# 53HP Brushless outrunner (40KW)



## ThomasJ (Jul 6, 2021)

I have been in the RC model boats and planes hobby for a number of years but decided to branch out into the world of EVs.
In RC pretty much everyone uses brushless motors, and the majority of those use outrunners for their good efficiency and thermals. I have recently come across some enormous brushless outrunners here for example. I have used lots of these motors in the past through the hobby and would be confident in using a large one like this with the appropriate ESC's and batteries however, nobody seems to use these in EVs (that I have seen). Is there any reason for this?
I am fairly interested in doing an electric boat conversion using said 40kw brushless motor, but don't want to blindly throw money at a lot of new electronics for them to fall flat when I try and use them in the boat.

Thomas


----------



## brian_ (Feb 7, 2017)

"Brushless motor" effectively means a synchronous AC permanent magnet motor driven with square-wave or trapezoidal power. In old-style conversions of cars people use brushed DC series-wound motors, and many conversions have used induction motors (HPEVS is the usual DIY supplier), but the best available technology (commonly salvaged from production EVs) is synchronous AC permanent magnet motors driven with 3-phase sinusoidal AC. So it's not so different. Sinusoidal drive is typically used (rather than trapezoidal drive) in vehicles larger than an e-bike because it is smoother.

Of course an ESC is an electronic speed controller, which is called a controller or inverter (because it's really an inverter with a controller) in EVs. I see that Freerchobby lists "kelly" in the controller spec (with MGM as an alternative) for a couple of their larger motors - other Kelly controllers have been used in DIY car conversions.

Outrunner motors are popular for model aircraft propeller drives because they have high rotor inertia and are suited to high-torque/low-speed applications, but high inertia not a desirable characteristic for cars and cars use a gearbox to operate the motor at whatever speed is required, so outer-rotor motors are rarely used.

I don't know of any technical reason why the proposed motor and controller wouldn't work well in a boat, and with the right prop perhaps a gearbox could be avoided. I suppose a couple of basic observations would be that continuous power rating is more important than peak power, and that motor cooling needs to be considered.


----------



## ThomasJ (Jul 6, 2021)

That's very interesting, thank you. I have just learned a lot about these things I have been bolting to the front of my model planes for years.
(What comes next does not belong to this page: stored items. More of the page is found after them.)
//! Step executor: runs one step's shell command with a wall-clock timeout.
//!
//! The command is an opaque shell string handed to `sh -c`, spawned into its
//! own process group so a timed-out step's children die with it. Stdout and
//! stderr are drained by reader threads (a full pipe buffer can otherwise
//! deadlock a child that writes more than the kernel buffers).
//!
//! The executor never returns an error to the caller: spawn failures,
//! nonzero exits, and timeouts are all classified into a `StepResult`.

use crate::step::{Step, StepResult};
use std::io::Read;
use std::process::{Child, Command, ExitStatus, Stdio};
use std::thread;
use std::time::{Duration, Instant};

/// Poll interval while waiting for a child process.
const POLL_INTERVAL: Duration = Duration::from_millis(50);

/// Execute a step's command and classify the outcome.
///
/// - `PASS`: exit code 0 within the timeout.
/// - `FAIL`: nonzero exit, death by signal, or a spawn error.
/// - `TIMEOUT`: the deadline expired; the process group was killed and the
///   result's error message contains "Timeout".
///
/// `SKIP` is never produced here; only the run coordinator assigns it.
pub fn execute(step: &Step) -> StepResult {
    let start = Instant::now();

    let mut command = Command::new("sh");
    command
        .arg("-c")
        .arg(&step.command)
        .stdin(Stdio::null())
        .stdout(Stdio::piped())
        .stderr(Stdio::piped());

    #[cfg(unix)]
    {
        use std::os::unix::process::CommandExt;
        command.process_group(0);
    }

    let mut child = match command.spawn() {
        Ok(child) => child,
        Err(e) => {
            return StepResult::fail(
                step,
                elapsed_ms(start),
                String::new(),
                format!("failed to spawn shell for step '{}': {}", step.id, e),
                None,
            );
        }
    };

    let stdout_reader = spawn_drain(child.stdout.take());
    let stderr_reader = spawn_drain(child.stderr.take());

    let timeout = Duration::from_secs(step.timeout);
    let waited = wait_with_timeout(&mut child, timeout);

    let output = join_drain(stdout_reader);
    let errout = join_drain(stderr_reader);
    let duration_ms = elapsed_ms(start);

    match waited {
        Waited::Exited(status) => classify_exit(step, status, duration_ms, output, errout),
        Waited::TimedOut => StepResult::timeout(step, duration_ms, output),
        Waited::WaitError(msg) => StepResult::fail(step, duration_ms, output, msg, None),
    }
}

fn classify_exit(
    step: &Step,
    status: ExitStatus,
    duration_ms: u64,
    output: String,
    errout: String,
) -> StepResult {
    if status.success() {
        return StepResult::pass(step, duration_ms, output);
    }

    match status.code() {
        Some(code) => {
            let error = if errout.is_empty() {
                format!("Command failed with exit code {}", code)
            } else {
                errout
            };
            StepResult::fail(step, duration_ms, output, error, Some(code))
        }
        // Killed by a signal we did not send (the timeout path never reaches
        // here; it is classified before wait status inspection).
        None => StepResult::fail(
            step,
            duration_ms,
            output,
            format!("Command terminated by signal: {}", errout),
            None,
        ),
    }
}

enum Waited {
    Exited(ExitStatus),
    TimedOut,
    WaitError(String),
}

/// Poll the child until it exits or the timeout expires.
fn wait_with_timeout(child: &mut Child, timeout: Duration) -> Waited {
    let start = Instant::now();

    loop {
        match child.try_wait() {
            Ok(Some(status)) => return Waited::Exited(status),
            Ok(None) => {
                if start.elapsed() >= timeout {
                    kill_process_group(child);
                    return Waited::TimedOut;
                }
                thread::sleep(POLL_INTERVAL);
            }
            Err(e) => return Waited::WaitError(format!("failed to check process status: {}", e)),
        }
    }
}

/// Kill the child and everything in its process group.
fn kill_process_group(child: &mut Child) {
    #[cfg(unix)]
    {
        // The child was spawned with process_group(0), so its pid is the pgid.
        unsafe {
            libc::killpg(child.id() as i32, libc::SIGKILL);
        }
    }
    let _ = child.kill();
    let _ = child.wait();
}

/// Drain a pipe on a background thread so the child never blocks on a full
/// pipe buffer.
fn spawn_drain<R: Read + Send + 'static>(
    pipe: Option<R>,
) -> Option<thread::JoinHandle<Vec<u8>>> {
    pipe.map(|mut reader| {
        thread::spawn(move || {
            let mut buf = Vec::new();
            let _ = reader.read_to_end(&mut buf);
            buf
        })
    })
}

fn join_drain(handle: Option<thread::JoinHandle<Vec<u8>>>) -> String {
    handle
        .and_then(|h| h.join().ok())
        .map(|buf| String::from_utf8_lossy(&buf).to_string())
        .unwrap_or_default()
}

fn elapsed_ms(start: Instant) -> u64 {
    start.elapsed().as_millis() as u64
}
I believe I was talking about induction motors when I was referring to the _not brushless type motors_ I see in a lot of EV conversions, but your explanation has just cleared that up for me. I have just had a quick look at Sinusoidal drive, and I will continue to research it further later however from my brief looking it seems to be a method ESC's use to smooth out motor rotation? Sorry if that is a horrible simplification or completely wrong, it just seemed to be logical from what I was reading.

In reference to the ESC's, I am quite familiar with MGM through performance RC boats however from memory their controllers only go up to 15S Lipo batteries or 55.5 volts which is about half of what I want for the large motors I have been looking at.

This has brought up another question I had. For example, could I choose a much higher KV (of course being rpm/volt) motor and run it at a lower voltage to achieve the same result? In the past, I have always stuck to what they suggest for fear of breaking something. This would be ideal because my rough plan involved using LIPO batteries (potentially a poor idea in EVs though I don't know) and I didn't like the idea of creating a 24s pack by sticking 4*6s packs together in series. It would be good if I could use an MGM 15s controller, and then just opt for 121KV or 80KV options and have to worry a lot less about the batteries. Obviously to achieve the same power on a lower voltage the current would be higher but MGM have some very large ESCs.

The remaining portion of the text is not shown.